Excerpts from a dataset:

"""

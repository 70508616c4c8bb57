//! Interval-with-jitter pacing for the supervisor's poll loop and for
//! inter-cycle waits, so two processes started at the same moment don't
//! poll the control table in lockstep forever.

use rand::Rng;
use std::time::Duration;

/// Sleeps for `interval + random_jitter` on each [`tick`](LoopScheduler::tick),
/// where `random_jitter` is drawn uniformly from `[min_delay, max_delay]`.
#[derive(Debug, Clone)]
pub struct LoopScheduler {
    interval: Duration,
    min_delay: Duration,
    max_delay: Duration,
}

impl LoopScheduler {
    /// If `min_delay > max_delay`, the values are swapped to prevent panics.
    pub fn new(interval: Duration, min_delay: Duration, max_delay: Duration) -> Self {
        let (actual_min, actual_max) = if min_delay <= max_delay {
            (min_delay, max_delay)
        } else {
            tracing::warn!(
                min_ms = min_delay.as_millis() as u64,
                max_ms = max_delay.as_millis() as u64,
                "min_delay > max_delay, swapping values"
            );
            (max_delay, min_delay)
        };

        Self {
            interval,
            min_delay: actual_min,
            max_delay: actual_max,
        }
    }

    /// A scheduler with no jitter, useful for fixed heartbeat intervals.
    pub fn fixed(interval: Duration) -> Self {
        Self::new(interval, Duration::ZERO, Duration::ZERO)
    }

    pub fn next_delay(&self) -> Duration {
        let jitter = if self.min_delay == self.max_delay {
            self.min_delay
        } else {
            let min_ms = self.min_delay.as_millis() as u64;
            let max_ms = self.max_delay.as_millis() as u64;
            Duration::from_millis(rand::thread_rng().gen_range(min_ms..=max_ms))
        };
        self.interval + jitter
    }

    pub async fn tick(&self) {
        let delay = self.next_delay();
        tracing::debug!(delay_ms = delay.as_millis() as u64, "scheduler tick sleeping");
        tokio::time::sleep(delay).await;
    }

    pub fn interval(&self) -> Duration {
        self.interval
    }
}

#[cfg(test)]
mod tests {
    use super::*;

    #[test]
    fn next_delay_within_bounds() {
        let scheduler = LoopScheduler::new(
            Duration::from_secs(10),
            Duration::from_secs(1),
            Duration::from_secs(5),
        );
        for _ in 0..100 {
            let delay = scheduler.next_delay();
            assert!(delay >= Duration::from_secs(11));
            assert!(delay <= Duration::from_secs(15));
        }
    }

    #[test]
    fn fixed_scheduler_has_no_jitter() {
        let scheduler = LoopScheduler::fixed(Duration::from_secs(30));
        assert_eq!(scheduler.next_delay(), Duration::from_secs(30));
    }

    #[test]
    fn constructor_swaps_inverted_min_max() {
        let scheduler = LoopScheduler::new(
            Duration::from_secs(10),
            Duration::from_secs(5),
            Duration::from_secs(1),
        );
        assert!(scheduler.next_delay() >= Duration::from_secs(11));
        assert!(scheduler.next_delay() <= Duration::from_secs(15));
    }

    #[tokio::test]
    async fn tick_completes() {
        let scheduler = LoopScheduler::fixed(Duration::from_millis(10));
        let start = tokio::time::Instant::now();
        scheduler.tick().await;
        assert!(start.elapsed() >= Duration::from_millis(10));
    }
}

"""

Task details =>
Quote the data above verbatim from its first line to the line that includes "use std::time::Duration;", with both boundary lines retained.

Task response =>
repository 70508616c4c8bb57
//! Interval-with-jitter pacing for the supervisor's poll loop and for
//! inter-cycle waits, so two processes started at the same moment don't
//! poll the control table in lockstep forever.

use rand::Rng;
use std::time::Duration;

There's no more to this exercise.